I often look at the parents of babies and toddlers when I am out and about with a mix of envy and relief. I fondly remember cradling my precious little ones and watching them discover the world while they stumbled around, their chubby little legs finding their way. I still smile at babies every time I see one (you’d have to be heartless not to, right?) and the pre-preschool set seems drawn to me for some reason. Maybe I just give off some kind of mother/teacher pheromone only children under the age of five can pick up on. However, when I see the same wee ones break down crying out of the blue, or watch frantic parents chasing their children around non-babyproofed environments, a little bit of smug satisfaction washes over me that I don’t have to deal with that on a regular basis anymore. I will admit that the first day I could leave my house without a diaper bag kind of felt like I had won the lottery.
All that being said, my children are growing up faster than I could ever imagine. My “baby” is now ten years old. My oldest is actually the age I was when I got married (something I try very hard not to think about). They are all independent and no matter how glad I am that they can take care of themselves, I do get wistful for the days of those adorable little babies needing me and clinging to me out of sheer love.
That’s why I suppose I am very lucky that my baby isn’t ready to give that up entirely. Every morning, and I mean EVERY morning, he still comes and climbs into bed with me for “snuggles”. He just doesn’t feel like the day can start right without his snuggles. During the school year, he gets up, gets his school uniform on, and climbs into bed with me. He knows me far too well and has it timed that he can snuggle until the second time I hit my snooze button, then he gives me a kiss and goes to get his breakfast. Now I will admit that on non-school days I don’t always relish this tradition of his quite as much, especially when I have stayed up entirely too late and he climbs in next to me at 6:30 on a Saturday morning. I’m a light sleeper, I always know when he’s there. But typically, I start every day with a little bit of snuggle time that reminds me of a bygone time.
My oldest was always a cuddler when he was young. I knew he was growing up when he stopped waking me up by noisily crawling into bed with me in the mornings. While I enjoyed the extra sleep, it was a bit sad that it was the end of an era. Every so often, though, when he was in high school, he would still plop down in bed next to me to find out what I had planned for our day and it would make me smile. I always know when my usually tough fourteen year old son is really sick, because he will climb into bed with me and just moan. And I still get kids climbing into bed with me in the middle of the night during bad thunderstorms.
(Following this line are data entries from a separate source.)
//! Outbound forwarding: header construction, self-forward guard, HTTP
//! execution, and outcome classification.

use std::time::{Duration, Instant};

use chrono::Utc;
use db::models::{delivery::DeliveryStatus, endpoint::Endpoint, event::Event};
use regex::Regex;
use reqwest::{
    Client, Method,
    header::{HeaderMap, HeaderName, HeaderValue},
};
use tracing::{debug, warn};
use url::Url;

/// Request headers copied verbatim from the captured event. Everything else
/// is dropped; multi-value headers collapse to their first value.
const FORWARDED_HEADER_ALLOWLIST: [&str; 4] =
    ["content-type", "content-encoding", "accept", "user-agent"];

const FORWARDED_MARKER_HEADER: &str = "x-hookfreight-forwarded";
const FORWARDED_TIMESTAMP_HEADER: &str = "x-hookfreight-timestamp";

/// Error recorded when an endpoint forwards back into the relay itself.
pub const SELF_FORWARD_ERROR: &str = "forward URL points to a HookFreight webhook URL";

/// What one forwarding attempt produced.
#[derive(Debug)]
pub struct ForwardOutcome {
    pub status: DeliveryStatus,
    pub response_status: Option<u16>,
    pub response_headers: Option<String>,
    pub response_body: Option<Vec<u8>>,
    pub duration_ms: u64,
    pub error_message: Option<String>,
    pub retryable: bool,
}

impl ForwardOutcome {
    /// A failure that never reached the wire (bad config, guard refusal).
    pub fn refused(message: impl Into<String>) -> Self {
        Self {
            status: DeliveryStatus::Failed,
            response_status: None,
            response_headers: None,
            response_body: None,
            duration_ms: 0,
            error_message: Some(message.into()),
            retryable: false,
        }
    }
}

pub struct ForwardService {
    client: Client,
    base_url: Url,
    hook_path: Regex,
}

impl ForwardService {
    /// `base_url` is the relay's public base URL, used by the self-forward
    /// guard.
    pub fn new(base_url: &str) -> Result<Self, url::ParseError> {
        let client = Client::builder()
            .redirect(reqwest::redirect::Policy::none())
            .build()
            .expect("failed to build HTTP client");
        let hook_path = Regex::new(r"^/[A-Fa-f0-9]{24}$").expect("hook path pattern is valid");
        Ok(Self {
            client,
            base_url: Url::parse(base_url)?,
            hook_path,
        })
    }

    /// True when `target` points back at this relay's own ingest surface:
    /// same host:port (default port inferred from the scheme) and a path
    /// shaped like a hook token.
    pub fn is_self_forward(&self, target: &Url) -> bool {
        host_port(target) == host_port(&self.base_url) && self.hook_path.is_match(target.path())
    }

    /// Classify a received response status. Returns the delivery status and
    /// whether the failure is worth retrying.
    pub fn classify(status_code: u16) -> (DeliveryStatus, bool) {
        match status_code {
            200..=299 => (DeliveryStatus::Delivered, false),
            400..=499 => (DeliveryStatus::Failed, false),
            500..=u16::MAX => (DeliveryStatus::Failed, true),
            // 1xx/3xx: a response arrived but the destination is
            // misconfigured; retrying will not change it.
            _ => (DeliveryStatus::Failed, false),
        }
    }

    /// Build the outbound header set for an attempt.
    pub fn build_headers(event: &Event, endpoint: &Endpoint) -> HeaderMap {
        let mut headers = HeaderMap::new();
        for name in FORWARDED_HEADER_ALLOWLIST {
            if let Some(value) = event.header_first(name) {
                insert_header(&mut headers, name, &value);
            }
        }
        insert_header(&mut headers, FORWARDED_MARKER_HEADER, "true");
        insert_header(
            &mut headers,
            FORWARDED_TIMESTAMP_HEADER,
            &Utc::now().to_rfc3339(),
        );
        // Endpoint authentication goes last so it overrides anything copied.
        if let Some(auth) = endpoint.authentication() {
            insert_header(
                &mut headers,
                &auth.header_name.to_ascii_lowercase(),
                &auth.header_value,
            );
        }
        headers
    }

    /// Execute one forwarding attempt: original method, original body bytes,
    /// per-endpoint timeout. Non-2xx responses are outcomes, not errors.
    pub async fn forward(&self, event: &Event, endpoint: &Endpoint) -> ForwardOutcome {
        let target = match Url::parse(&endpoint.forward_url) {
            Ok(url) => url,
            Err(e) => return ForwardOutcome::refused(format!("invalid forward URL: {e}")),
        };
        if self.is_self_forward(&target) {
            warn!(endpoint_id = %endpoint.id, url = %endpoint.forward_url, "refusing self-forward");
            return ForwardOutcome::refused(SELF_FORWARD_ERROR);
        }
        let method = match Method::from_bytes(event.method.as_bytes()) {
            Ok(method) => method,
            Err(_) => {
                return ForwardOutcome::refused(format!("invalid event method: {}", event.method));
            }
        };

        let timeout = Duration::from_millis(endpoint.http_timeout_ms.max(1) as u64);
        let headers = Self::build_headers(event, endpoint);

        debug!(
            event_id = %event.id,
            endpoint_id = %endpoint.id,
            url = %endpoint.forward_url,
            "forwarding event"
        );

        let start = Instant::now();
        let response = self
            .client
            .request(method, target)
            .headers(headers)
            .body(event.body.clone())
            .timeout(timeout)
            .send()
            .await;

        match response {
            Ok(response) => {
                let status_code = response.status().as_u16();
                let response_headers = headers_to_json(response.headers());
                let body = response.bytes().await;
                let duration_ms = start.elapsed().as_millis() as u64;
                let body = match body {
                    Ok(bytes) => bytes.to_vec(),
                    Err(e) => return transport_outcome(e, duration_ms, timeout),
                };
                let (status, retryable) = Self::classify(status_code);
                let error_message = (status != DeliveryStatus::Delivered)
                    .then(|| format!("destination responded with status {status_code}"));
                ForwardOutcome {
                    status,
                    response_status: Some(status_code),
                    response_headers: Some(response_headers),
                    response_body: Some(body),
                    duration_ms,
                    error_message,
                    retryable,
                }
            }
            Err(e) => {
                let duration_ms = start.elapsed().as_millis() as u64;
                transport_outcome(e, duration_ms, timeout)
            }
        }
    }
}

/// A request that never produced a usable response: timeout or transport
/// failure. Both are retryable.
fn transport_outcome(error: reqwest::Error, duration_ms: u64, timeout: Duration) -> ForwardOutcome {
    if error.is_timeout() {
        ForwardOutcome {
            status: DeliveryStatus::Timeout,
            response_status: None,
            response_headers: None,
            response_body: None,
            duration_ms,
            error_message: Some(format!("request timed out after {}ms", timeout.as_millis())),
            retryable: true,
        }
    } else {
        ForwardOutcome {
            status: DeliveryStatus::Failed,
            response_status: None,
            response_headers: None,
            response_body: None,
            duration_ms,
            error_message: Some(error.to_string()),
            retryable: true,
        }
    }
}

fn host_port(url: &Url) -> Option<(String, u16)> {
    let host = url.host_str()?.to_ascii_lowercase();
    let port = url.port_or_known_default()?;
    Some((host, port))
}

fn insert_header(headers: &mut HeaderMap, name: &str, value: &str) {
    match (
        HeaderName::from_bytes(name.as_bytes()),
        HeaderValue::from_str(value),
    ) {
        (Ok(name), Ok(value)) => {
            headers.insert(name, value);
        }
        _ => warn!(header = name, "skipping unrepresentable outbound header"),
    }
}

/// Response headers as a JSON object: lowercased name -> array of values.
fn headers_to_json(headers: &HeaderMap) -> String {
    let mut map = serde_json::Map::new();
    for (name, value) in headers {
        let value = String::from_utf8_lossy(value.as_bytes()).into_owned();
        match map
            .entry(name.as_str().to_string())
            .or_insert_with(|| serde_json::Value::Array(Vec::new()))
        {
            serde_json::Value::Array(values) => values.push(serde_json::Value::String(value)),
            _ => {}
        }
    }
    serde_json::Value::Object(map).to_string()
}
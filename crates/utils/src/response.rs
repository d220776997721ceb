//! Response envelope shared by every API surface.
//!
//! Success responses are `{"message": <string>, "data": <value-or-null>}`.
//! Validation failures carry a per-field error list instead of `data`.

use serde::Serialize;

#[derive(Debug, Serialize)]
pub struct ApiResponse<T> {
    pub message: String,
    pub data: Option<T>,
}

impl<T: Serialize> ApiResponse<T> {
    pub fn new(message: impl Into<String>, data: T) -> Self {
        Self {
            message: message.into(),
            data: Some(data),
        }
    }
}

impl ApiResponse<serde_json::Value> {
    /// An envelope with `data: null`.
    pub fn message(message: impl Into<String>) -> Self {
        Self {
            message: message.into(),
            data: None,
        }
    }
}

/// One entry in the `errors` array of a `validation_error` response.
#[derive(Debug, Clone, Serialize)]
pub struct FieldError {
    pub field: String,
    pub code: String,
    pub message: String,
    #[serde(skip_serializing_if = "Option::is_none")]
    pub expected: Option<String>,
    #[serde(skip_serializing_if = "Option::is_none")]
    pub received: Option<String>,
}

impl FieldError {
    pub fn new(
        field: impl Into<String>,
        code: impl Into<String>,
        message: impl Into<String>,
    ) -> Self {
        Self {
            field: field.into(),
            code: code.into(),
            message: message.into(),
            expected: None,
            received: None,
        }
    }

    pub fn expected(mut self, expected: impl Into<String>) -> Self {
        self.expected = Some(expected.into());
        self
    }

    pub fn received(mut self, received: impl Into<String>) -> Self {
        self.received = Some(received.into());
        self
    }
}

#[cfg(test)]
mod tests {
    use super::*;

    #[test]
    fn test_success_envelope_shape() {
        let response = ApiResponse::new("app_created", serde_json::json!({"id": "app_1"}));
        let json = serde_json::to_value(&response).unwrap();
        assert_eq!(json["message"], "app_created");
        assert_eq!(json["data"]["id"], "app_1");
    }

    #[test]
    fn test_message_only_envelope_keeps_null_data() {
        let response = ApiResponse::message("event_created");
        let json = serde_json::to_string(&response).unwrap();
        assert_eq!(json, r#"{"message":"event_created","data":null}"#);
    }

    #[test]
    fn test_field_error_optional_fields_are_omitted() {
        let err = FieldError::new("name", "required", "name must not be empty");
        let json = serde_json::to_value(&err).unwrap();
        assert!(json.get("expected").is_none());
        assert!(json.get("received").is_none());

        let err = FieldError::new("http_timeout_ms", "out_of_range", "must be positive")
            .expected("1..=120000")
            .received("0");
        let json = serde_json::to_value(&err).unwrap();
        assert_eq!(json["expected"], "1..=120000");
        assert_eq!(json["received"], "0");
    }
}
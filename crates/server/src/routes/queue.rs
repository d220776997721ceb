use axum::{Json, Router, extract::State, routing::get};
use db::models::delivery_job::QueueCounts;
use utils::response::ApiResponse;

use crate::{AppState, error::ApiError};

/// Current scheduler counts by job status.
pub async fn queue_stats(
    State(state): State<AppState>,
) -> Result<Json<ApiResponse<QueueCounts>>, ApiError> {
    let counts = state.scheduler.counts().await?;
    Ok(Json(ApiResponse::new("queue_stats", counts)))
}

pub fn router() -> Router<AppState> {
    Router::new().route("/queue/stats", get(queue_stats))
}
use axum::{
    Json, Router,
    extract::{Path, State},
    routing::{get, post},
};
use db::{
    ids,
    models::app::{App, CreateApp},
};
use serde::Deserialize;
use utils::response::{ApiResponse, FieldError};

use crate::{AppState, error::ApiError};

#[derive(Debug, Deserialize)]
pub struct CreateAppRequest {
    pub name: String,
}

pub async fn create_app(
    State(state): State<AppState>,
    Json(payload): Json<CreateAppRequest>,
) -> Result<Json<ApiResponse<App>>, ApiError> {
    let name = payload.name.trim();
    if name.is_empty() {
        return Err(ApiError::validation(
            FieldError::new("name", "required", "name must not be empty")
                .received(payload.name.as_str()),
        ));
    }

    let app = App::create(
        &state.db.pool,
        &CreateApp {
            name: name.to_string(),
        },
    )
    .await?;

    tracing::info!(app_id = %app.id, name = %app.name, "created app");
    Ok(Json(ApiResponse::new("app_created", app)))
}

pub async fn get_app(
    State(state): State<AppState>,
    Path(app_id): Path<String>,
) -> Result<Json<ApiResponse<App>>, ApiError> {
    validate_app_id(&app_id)?;
    let app = App::find_by_id(&state.db.pool, &app_id)
        .await?
        .ok_or(ApiError::NotFound("app_not_found"))?;
    Ok(Json(ApiResponse::new("app_found", app)))
}

pub async fn delete_app(
    State(state): State<AppState>,
    Path(app_id): Path<String>,
) -> Result<Json<ApiResponse<serde_json::Value>>, ApiError> {
    validate_app_id(&app_id)?;
    let deleted = App::delete_cascade(&state.db.pool, &app_id).await?;
    if deleted == 0 {
        return Err(ApiError::NotFound("app_not_found"));
    }
    tracing::info!(app_id = %app_id, "deleted app and its endpoints and events");
    Ok(Json(ApiResponse::message("app_deleted")))
}

pub(crate) fn validate_app_id(app_id: &str) -> Result<(), ApiError> {
    if !ids::is_valid(app_id, ids::APP_PREFIX) {
        return Err(ApiError::validation(
            FieldError::new("app_id", "invalid_id", "malformed app id")
                .expected("app_ followed by 32 hex characters")
                .received(app_id),
        ));
    }
    Ok(())
}

pub fn router() -> Router<AppState> {
    Router::new()
        .route("/apps", post(create_app))
        .route("/apps/{app_id}", get(get_app).delete(delete_app))
}
use chrono::{DateTime, Utc};
use serde::{Deserialize, Serialize};
use sqlx::{FromRow, SqlitePool};

use crate::ids;

/// Batch size for streaming endpoint ids during cascade deletion.
const CASCADE_BATCH_SIZE: i64 = 1000;

#[derive(Debug, Clone, FromRow, Serialize, Deserialize)]
pub struct App {
    pub id: String,
    pub name: String,
    pub created_at: DateTime<Utc>,
}

#[derive(Debug, Deserialize, Serialize)]
pub struct CreateApp {
    pub name: String,
}

impl App {
    pub async fn create(pool: &SqlitePool, data: &CreateApp) -> Result<Self, sqlx::Error> {
        let id = ids::generate(ids::APP_PREFIX);
        let created_at = Utc::now();
        sqlx::query_as::<_, App>(
            "INSERT INTO apps (id, name, created_at)
             VALUES ($1, $2, $3)
             RETURNING id, name, created_at",
        )
        .bind(&id)
        .bind(&data.name)
        .bind(created_at)
        .fetch_one(pool)
        .await
    }

    pub async fn find_by_id(pool: &SqlitePool, id: &str) -> Result<Option<Self>, sqlx::Error> {
        sqlx::query_as::<_, App>("SELECT id, name, created_at FROM apps WHERE id = $1")
            .bind(id)
            .fetch_optional(pool)
            .await
    }

    /// Delete an app together with its endpoints and their events, in one
    /// transaction: app row first, then events per endpoint-id batch, then
    /// the endpoints. Deliveries referencing removed events are left for the
    /// retention sweep.
    ///
    /// Returns the number of app rows removed (0 when the app is unknown).
    pub async fn delete_cascade(pool: &SqlitePool, id: &str) -> Result<u64, sqlx::Error> {
        let mut tx = pool.begin().await?;

        let deleted = sqlx::query("DELETE FROM apps WHERE id = $1")
            .bind(id)
            .execute(&mut *tx)
            .await?
            .rows_affected();
        if deleted == 0 {
            tx.rollback().await?;
            return Ok(0);
        }

        let mut offset = 0i64;
        loop {
            let batch: Vec<String> = sqlx::query_scalar(
                "SELECT id FROM endpoints WHERE app_id = $1 ORDER BY id LIMIT $2 OFFSET $3",
            )
            .bind(id)
            .bind(CASCADE_BATCH_SIZE)
            .bind(offset)
            .fetch_all(&mut *tx)
            .await?;
            if batch.is_empty() {
                break;
            }

            let placeholders = vec!["?"; batch.len()].join(", ");
            let sql = format!("DELETE FROM events WHERE endpoint_id IN ({placeholders})");
            let mut query = sqlx::query(&sql);
            for endpoint_id in &batch {
                query = query.bind(endpoint_id);
            }
            query.execute(&mut *tx).await?;

            offset += batch.len() as i64;
        }

        sqlx::query("DELETE FROM endpoints WHERE app_id = $1")
            .bind(id)
            .execute(&mut *tx)
            .await?;

        tx.commit().await?;
        Ok(deleted)
    }
}
use chrono::{DateTime, Utc};
use serde::{Deserialize, Serialize};
use sqlx::{FromRow, SqlitePool};

use crate::ids;

/// Default outbound HTTP timeout in milliseconds.
pub const DEFAULT_HTTP_TIMEOUT_MS: i64 = 10_000;
/// Upper bound for the outbound HTTP timeout.
pub const MAX_HTTP_TIMEOUT_MS: i64 = 120_000;

const ENDPOINT_COLUMNS: &str = "id, app_id, hook_token, forward_url, forwarding_enabled, \
     auth_header_name, auth_header_value, http_timeout_ms, is_active, created_at, updated_at";

/// Optional static header attached to every forwarded request.
#[derive(Debug, Clone, Serialize, Deserialize)]
pub struct EndpointAuth {
    pub header_name: String,
    pub header_value: String,
}

#[derive(Debug, Clone, FromRow, Serialize, Deserialize)]
pub struct Endpoint {
    pub id: String,
    pub app_id: String,
    /// Immutable once assigned; 24 lowercase hex chars, globally unique.
    pub hook_token: String,
    pub forward_url: String,
    pub forwarding_enabled: bool,
    pub auth_header_name: Option<String>,
    pub auth_header_value: Option<String>,
    pub http_timeout_ms: i64,
    pub is_active: bool,
    pub created_at: DateTime<Utc>,
    pub updated_at: DateTime<Utc>,
}

#[derive(Debug, Default, Deserialize, Serialize)]
pub struct CreateEndpoint {
    pub forward_url: Option<String>,
    pub forwarding_enabled: Option<bool>,
    pub authentication: Option<EndpointAuth>,
    pub http_timeout_ms: Option<i64>,
}

#[derive(Debug, Default, Deserialize, Serialize)]
pub struct UpdateEndpoint {
    pub forward_url: Option<String>,
    pub forwarding_enabled: Option<bool>,
    pub authentication: Option<EndpointAuth>,
    pub http_timeout_ms: Option<i64>,
    pub is_active: Option<bool>,
}

impl Endpoint {
    pub fn authentication(&self) -> Option<EndpointAuth> {
        match (&self.auth_header_name, &self.auth_header_value) {
            (Some(name), Some(value)) => Some(EndpointAuth {
                header_name: name.clone(),
                header_value: value.clone(),
            }),
            _ => None,
        }
    }

    pub async fn create(
        pool: &SqlitePool,
        app_id: &str,
        data: &CreateEndpoint,
    ) -> Result<Self, sqlx::Error> {
        let id = ids::generate(ids::ENDPOINT_PREFIX);
        let hook_token = ids::new_hook_token();
        let now = Utc::now();
        let timeout = data
            .http_timeout_ms
            .unwrap_or(DEFAULT_HTTP_TIMEOUT_MS)
            .min(MAX_HTTP_TIMEOUT_MS);
        let (auth_name, auth_value) = match &data.authentication {
            Some(auth) => (Some(&auth.header_name), Some(&auth.header_value)),
            None => (None, None),
        };
        sqlx::query_as::<_, Endpoint>(&format!(
            "INSERT INTO endpoints (id, app_id, hook_token, forward_url, forwarding_enabled, \
             auth_header_name, auth_header_value, http_timeout_ms, is_active, created_at, updated_at)
             VALUES ($1, $2, $3, $4, $5, $6, $7, $8, 1, $9, $10)
             RETURNING {ENDPOINT_COLUMNS}"
        ))
        .bind(&id)
        .bind(app_id)
        .bind(&hook_token)
        .bind(data.forward_url.as_deref().unwrap_or(""))
        .bind(data.forwarding_enabled.unwrap_or(true))
        .bind(auth_name)
        .bind(auth_value)
        .bind(timeout)
        .bind(now)
        .bind(now)
        .fetch_one(pool)
        .await
    }

    pub async fn find_by_id(pool: &SqlitePool, id: &str) -> Result<Option<Self>, sqlx::Error> {
        sqlx::query_as::<_, Endpoint>(&format!(
            "SELECT {ENDPOINT_COLUMNS} FROM endpoints WHERE id = $1"
        ))
        .bind(id)
        .fetch_optional(pool)
        .await
    }

    pub async fn find_by_hook_token(
        pool: &SqlitePool,
        hook_token: &str,
    ) -> Result<Option<Self>, sqlx::Error> {
        sqlx::query_as::<_, Endpoint>(&format!(
            "SELECT {ENDPOINT_COLUMNS} FROM endpoints WHERE hook_token = $1"
        ))
        .bind(hook_token)
        .fetch_optional(pool)
        .await
    }

    pub async fn list_by_app(pool: &SqlitePool, app_id: &str) -> Result<Vec<Self>, sqlx::Error> {
        sqlx::query_as::<_, Endpoint>(&format!(
            "SELECT {ENDPOINT_COLUMNS} FROM endpoints WHERE app_id = $1 ORDER BY created_at DESC"
        ))
        .bind(app_id)
        .fetch_all(pool)
        .await
    }

    /// Update forwarding configuration. `hook_token` is never touched.
    pub async fn update(
        pool: &SqlitePool,
        id: &str,
        data: &UpdateEndpoint,
    ) -> Result<Option<Self>, sqlx::Error> {
        let Some(existing) = Self::find_by_id(pool, id).await? else {
            return Ok(None);
        };

        let forward_url = data.forward_url.as_ref().unwrap_or(&existing.forward_url);
        let forwarding_enabled = data
            .forwarding_enabled
            .unwrap_or(existing.forwarding_enabled);
        let is_active = data.is_active.unwrap_or(existing.is_active);
        let timeout = data
            .http_timeout_ms
            .unwrap_or(existing.http_timeout_ms)
            .min(MAX_HTTP_TIMEOUT_MS);
        let (auth_name, auth_value) = match &data.authentication {
            Some(auth) => (
                Some(auth.header_name.clone()),
                Some(auth.header_value.clone()),
            ),
            None => (
                existing.auth_header_name.clone(),
                existing.auth_header_value.clone(),
            ),
        };

        sqlx::query_as::<_, Endpoint>(&format!(
            "UPDATE endpoints
             SET forward_url = $2, forwarding_enabled = $3, auth_header_name = $4,
                 auth_header_value = $5, http_timeout_ms = $6, is_active = $7, updated_at = $8
             WHERE id = $1
             RETURNING {ENDPOINT_COLUMNS}"
        ))
        .bind(id)
        .bind(forward_url)
        .bind(forwarding_enabled)
        .bind(auth_name)
        .bind(auth_value)
        .bind(timeout)
        .bind(is_active)
        .bind(Utc::now())
        .fetch_optional(pool)
        .await
    }
}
I have come to the conclusion that a parent’s bedroom is one of the main places our children are reminded of that mother/child bond no matter how old they. I still occasionally sneak into my parents’ bedroom when I am visiting them and wake my poor mother up to ask her where I can find something I need. But she doesn’t complain. And I won’t complain about my morning snuggles, no matter how old my children get. They may not need me for most of the things in their lives, but it is good to know that they still need me.